*** MATERIAL FOR THE TASK Section Begins ***
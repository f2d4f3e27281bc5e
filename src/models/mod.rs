pub mod batch_spec;
pub mod loaders;
pub mod record;

pub use batch_spec::BatchSpec;
pub use loaders::{load_all_batch_specs, load_batch_spec};
pub use record::{now_epoch_secs, RecordStatus, RecordUpdate, RequestRecord};
use crate::config::Config;
use crate::infrastructure::{
    DiskCache, JsonFileStore, MemoryCache, RecordStore, ResponseCache, ReqwestHttpClient,
};
use crate::models::{load_all_batch_specs, BatchSpec};
use crate::orchestrator::{BatchRequest, BatchSettings, BatchStatus};
use crate::services::{ScrapeContext, VariantFactory};
use crate::utils::logging::{
    log_batch_progress, log_batches_loaded, log_startup, print_final_stats, truncate_text,
};
use crate::workflow::{RequestExecutor, RetryPolicy};
use anyhow::{Context, Result};
use std::sync::Arc;
use std::time::Duration;
use tracing::{error, info, warn};

/// 应用主结构
pub struct App {
    config: Config,
    ctx: Arc<ScrapeContext>,
    store: Arc<dyn RecordStore>,
    executor: RequestExecutor,
}

impl App {
    /// 初始化应用
    pub async fn initialize(config: Config) -> Result<Self> {
        log_startup(config.max_workers, &config.store_dir);

        let client = ReqwestHttpClient::new(config.http_timeout()).context("无法创建 HTTP 客户端")?;

        let cache: Arc<dyn ResponseCache> = match &config.cache_dir {
            Some(dir) => {
                info!("🗄️ 使用磁盘缓存: {}", dir);
                Arc::new(DiskCache::open(dir).with_context(|| format!("无法打开缓存目录: {}", dir))?)
            }
            None => {
                info!("🗄️ 使用内存缓存");
                Arc::new(MemoryCache::new())
            }
        };

        let store = JsonFileStore::open(&config.store_dir)
            .await
            .with_context(|| format!("无法打开记录目录: {}", config.store_dir))?;

        let ctx = Arc::new(ScrapeContext::from_config(&config, Arc::new(client), cache));
        let executor = RequestExecutor::new(RetryPolicy::from_config(&config));

        Ok(Self {
            config,
            ctx,
            store: Arc::new(store),
            executor,
        })
    }

    /// 运行应用主逻辑
    pub async fn run(&self) -> Result<()> {
        // 加载所有批次文件
        info!("\n📁 正在扫描批次文件...");
        let specs = load_all_batch_specs(&self.config.batch_folder).await?;

        if specs.is_empty() {
            warn!("⚠️ 没有找到批次文件，程序结束");
            return Ok(());
        }

        let total_requests: usize = specs.iter().map(|s| s.args.len()).sum();
        log_batches_loaded(specs.len(), total_requests);

        let batches = self.start_all(specs).await;
        let statuses = self.wait_all(&batches).await?;

        // 输出最终统计
        let mut stats = ProcessingStats::default();
        for (batch, status) in batches.iter().zip(&statuses) {
            let settings = batch.settings();
            for entry in &status.errored {
                warn!(
                    "❌ {}.{} {}",
                    settings.entity_id,
                    settings.field_name,
                    truncate_text(&entry.to_string(), 200)
                );
            }
            stats.success += status.completed.len();
            stats.failed += status.errored.len();
            stats.total += status.total();
        }
        print_final_stats(stats.success, stats.failed, stats.total, &self.config.store_dir);

        Ok(())
    }

    /// 提交所有批次；启动失败的批次被跳过
    async fn start_all(&self, specs: Vec<BatchSpec>) -> Vec<BatchRequest<VariantFactory>> {
        let mut batches = Vec::new();

        for spec in specs {
            let source = spec.file_path.clone().unwrap_or_default();
            match self.start_batch(spec).await {
                Ok(batch) => batches.push(batch),
                Err(e) => error!("📦 批次 {} 启动失败: {:#}", source, e),
            }
        }

        batches
    }

    async fn start_batch(&self, spec: BatchSpec) -> Result<BatchRequest<VariantFactory>> {
        let variant = spec.variant()?;
        let settings = BatchSettings::new(
            spec.entity_id.clone(),
            spec.field_name()?,
            self.config.workers_for(variant.name()),
        );
        let factory = Arc::new(VariantFactory::new(variant, self.ctx.clone()));
        let batch = BatchRequest::new(factory, self.store.clone(), self.executor, settings);

        batch.start(spec.args, &spec.display_keys).await?;
        Ok(batch)
    }

    /// 轮询所有批次，直到全部结束
    async fn wait_all(&self, batches: &[BatchRequest<VariantFactory>]) -> Result<Vec<BatchStatus>> {
        let interval = Duration::from_millis(self.config.status_poll_ms.max(1));

        loop {
            let mut statuses = Vec::with_capacity(batches.len());
            for batch in batches {
                statuses.push(batch.status().await?);
            }

            if statuses.iter().all(BatchStatus::is_done) {
                return Ok(statuses);
            }

            for (batch, status) in batches.iter().zip(&statuses) {
                if !status.is_done() {
                    let settings = batch.settings();
                    log_batch_progress(&settings.entity_id, &settings.field_name, status);
                }
            }

            tokio::time::sleep(interval).await;
        }
    }
}

/// 处理统计
#[derive(Debug, Default)]
struct ProcessingStats {
    success: usize,
    failed: usize,
    total: usize,
}
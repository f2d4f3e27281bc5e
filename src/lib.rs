//! # Batch Scrape
//!
//! 把一批缓慢、不可靠的网页工具请求（CRISPOR、CRISPResso、TagIn）
//! 提交到后台运行，逐项记录结果，并随时汇总进度。
//!
//! ## 架构设计
//!
//! 本系统采用严格的四层架构：
//!
//! ### ① 基础设施层（Infrastructure）
//! - `infrastructure/` - 持有稀缺资源，只暴露能力
//! - `HttpClient` - 发送请求；`HttpRequest::fingerprint()` 计算内容指纹
//! - `ResponseCache` - 指纹 → 响应的缓存（内存 / 磁盘）
//! - `RecordStore` - 批次记录的持久化端口（内存 / JSON 文件）
//!
//! ### ② 业务能力层（Services）
//! - `services/` - 描述"我能做什么"，每个模块对应一个外部工具
//! - `ScrapeRequest` - 单个请求的契约（指纹、缓存、运行）
//! - `Variant` / `VariantFactory` - 由参数构造具体请求
//!
//! ### ③ 流程层（Workflow）
//! - `workflow/` - 定义"一个请求"的完整处理流程
//! - `RequestExecutor` - 运行、清理中毒缓存、退避重试、归一化为终态
//!
//! ### ④ 编排层（Orchestration）
//! - `orchestrator/batch_request` - 批次提交、并发控制、结果回写
//! - `orchestrator/batch_status` - 从记录汇总进度
//!
//! ## 模块结构

pub mod app;
pub mod config;
pub mod error;
pub mod infrastructure;

pub mod models;
pub mod orchestrator;
pub mod services;
pub mod utils;
pub mod workflow;

// 重新导出常用类型
pub use app::App;
pub use config::Config;
pub use error::{AppError, AppResult, ScrapeError, ScrapeResult};
pub use infrastructure::{HttpClient, RecordStore, ResponseCache};
pub use models::{BatchSpec, RecordUpdate, RequestRecord};
pub use orchestrator::{BatchRequest, BatchSettings, BatchStatus};
pub use services::{RequestFactory, ScrapeRequest, Variant, VariantFactory};
pub use workflow::{RequestExecutor, RetryPolicy};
*** MATERIAL FOR THE TASK Section Ends ***
• TASK INSTRUCTIONS: Set the data down again in full, exactly as given.

• TASK RESULT:
repository f2d4f3e27281bc5e
filename src/models/mod.rs
pub mod batch_spec;
pub mod loaders;
pub mod record;

pub use batch_spec::BatchSpec;
pub use loaders::{load_all_batch_specs, load_batch_spec};
pub use record::{now_epoch_secs, RecordStatus, RecordUpdate, RequestRecord};
use crate::config::Config;
use crate::infrastructure::{
    DiskCache, JsonFileStore, MemoryCache, RecordStore, ResponseCache, ReqwestHttpClient,
};
use crate::models::{load_all_batch_specs, BatchSpec};
use crate::orchestrator::{BatchRequest, BatchSettings, BatchStatus};
use crate::services::{ScrapeContext, VariantFactory};
use crate::utils::logging::{
    log_batch_progress, log_batches_loaded, log_startup, print_final_stats, truncate_text,
};
use crate::workflow::{RequestExecutor, RetryPolicy};
use anyhow::{Context, Result};
use std::sync::Arc;
use std::time::Duration;
use tracing::{error, info, warn};

/// 应用主结构
pub struct App {
    config: Config,
    ctx: Arc<ScrapeContext>,
    store: Arc<dyn RecordStore>,
    executor: RequestExecutor,
}

impl App {
    /// 初始化应用
    pub async fn initialize(config: Config) -> Result<Self> {
        log_startup(config.max_workers, &config.store_dir);

        let client = ReqwestHttpClient::new(config.http_timeout()).context("无法创建 HTTP 客户端")?;

        let cache: Arc<dyn ResponseCache> = match &config.cache_dir {
            Some(dir) => {
                info!("🗄️ 使用磁盘缓存: {}", dir);
                Arc::new(DiskCache::open(dir).with_context(|| format!("无法打开缓存目录: {}", dir))?)
            }
            None => {
                info!("🗄️ 使用内存缓存");
                Arc::new(MemoryCache::new())
            }
        };

        let store = JsonFileStore::open(&config.store_dir)
            .await
            .with_context(|| format!("无法打开记录目录: {}", config.store_dir))?;

        let ctx = Arc::new(ScrapeContext::from_config(&config, Arc::new(client), cache));
        let executor = RequestExecutor::new(RetryPolicy::from_config(&config));

        Ok(Self {
            config,
            ctx,
            store: Arc::new(store),
            executor,
        })
    }

    /// 运行应用主逻辑
    pub async fn run(&self) -> Result<()> {
        // 加载所有批次文件
        info!("\n📁 正在扫描批次文件...");
        let specs = load_all_batch_specs(&self.config.batch_folder).await?;

        if specs.is_empty() {
            warn!("⚠️ 没有找到批次文件，程序结束");
            return Ok(());
        }

        let total_requests: usize = specs.iter().map(|s| s.args.len()).sum();
        log_batches_loaded(specs.len(), total_requests);

        let batches = self.start_all(specs).await;
        let statuses = self.wait_all(&batches).await?;

        // 输出最终统计
        let mut stats = ProcessingStats::default();
        for (batch, status) in batches.iter().zip(&statuses) {
            let settings = batch.settings();
            for entry in &status.errored {
                warn!(
                    "❌ {}.{} {}",
                    settings.entity_id,
                    settings.field_name,
                    truncate_text(&entry.to_string(), 200)
                );
            }
            stats.success += status.completed.len();
            stats.failed += status.errored.len();
            stats.total += status.total();
        }
        print_final_stats(stats.success, stats.failed, stats.total, &self.config.store_dir);

        Ok(())
    }

    /// 提交所有批次；启动失败的批次被跳过
    async fn start_all(&self, specs: Vec<BatchSpec>) -> Vec<BatchRequest<VariantFactory>> {
        let mut batches = Vec::new();

        for spec in specs {
            let source = spec.file_path.clone().unwrap_or_default();
            match self.start_batch(spec).await {
                Ok(batch) => batches.push(batch),
                Err(e) => error!("📦 批次 {} 启动失败: {:#}", source, e),
            }
        }

        batches
    }

    async fn start_batch(&self, spec: BatchSpec) -> Result<BatchRequest<VariantFactory>> {
        let variant = spec.variant()?;
        let settings = BatchSettings::new(
            spec.entity_id.clone(),
            spec.field_name()?,
            self.config.workers_for(variant.name()),
        );
        let factory = Arc::new(VariantFactory::new(variant, self.ctx.clone()));
        let batch = BatchRequest::new(factory, self.store.clone(), self.executor, settings);

        batch.start(spec.args, &spec.display_keys).await?;
        Ok(batch)
    }

    /// 轮询所有批次，直到全部结束
    async fn wait_all(&self, batches: &[BatchRequest<VariantFactory>]) -> Result<Vec<BatchStatus>> {
        let interval = Duration::from_millis(self.config.status_poll_ms.max(1));

        loop {
            let mut statuses = Vec::with_capacity(batches.len());
            for batch in batches {
                statuses.push(batch.status().await?);
            }

            if statuses.iter().all(BatchStatus::is_done) {
                return Ok(statuses);
            }

            for (batch, status) in batches.iter().zip(&statuses) {
                if !status.is_done() {
                    let settings = batch.settings();
                    log_batch_progress(&settings.entity_id, &settings.field_name, status);
                }
            }

            tokio::time::sleep(interval).await;
        }
    }
}

/// 处理统计
#[derive(Debug, Default)]
struct ProcessingStats {
    success: usize,
    failed: usize,
    total: usize,
}
repository f2d4f3e27281bc5e
filename src/lib.rs
//! # Batch Scrape
//!
//! 把一批缓慢、不可靠的网页工具请求（CRISPOR、CRISPResso、TagIn）
//! 提交到后台运行，逐项记录结果，并随时汇总进度。
//!
//! ## 架构设计
//!
//! 本系统采用严格的四层架构：
//!
//! ### ① 基础设施层（Infrastructure）
//! - `infrastructure/` - 持有稀缺资源，只暴露能力
//! - `HttpClient` - 发送请求；`HttpRequest::fingerprint()` 计算内容指纹
//! - `ResponseCache` - 指纹 → 响应的缓存（内存 / 磁盘）
//! - `RecordStore` - 批次记录的持久化端口（内存 / JSON 文件）
//!
//! ### ② 业务能力层（Services）
//! - `services/` - 描述"我能做什么"，每个模块对应一个外部工具
//! - `ScrapeRequest` - 单个请求的契约（指纹、缓存、运行）
//! - `Variant` / `VariantFactory` - 由参数构造具体请求
//!
//! ### ③ 流程层（Workflow）
//! - `workflow/` - 定义"一个请求"的完整处理流程
//! - `RequestExecutor` - 运行、清理中毒缓存、退避重试、归一化为终态
//!
//! ### ④ 编排层（Orchestration）
//! - `orchestrator/batch_request` - 批次提交、并发控制、结果回写
//! - `orchestrator/batch_status` - 从记录汇总进度
//!
//! ## 模块结构

pub mod app;
pub mod config;
pub mod error;
pub mod infrastructure;

pub mod models;
pub mod orchestrator;
pub mod services;
pub mod utils;
pub mod workflow;

// 重新导出常用类型
pub use app::App;
pub use config::Config;
pub use error::{AppError, AppResult, ScrapeError, ScrapeResult};
pub use infrastructure::{HttpClient, RecordStore, ResponseCache};
pub use models::{BatchSpec, RecordUpdate, RequestRecord};
pub use orchestrator::{BatchRequest, BatchSettings, BatchStatus};
pub use services::{RequestFactory, ScrapeRequest, Variant, VariantFactory};
pub use workflow::{RequestExecutor, RetryPolicy};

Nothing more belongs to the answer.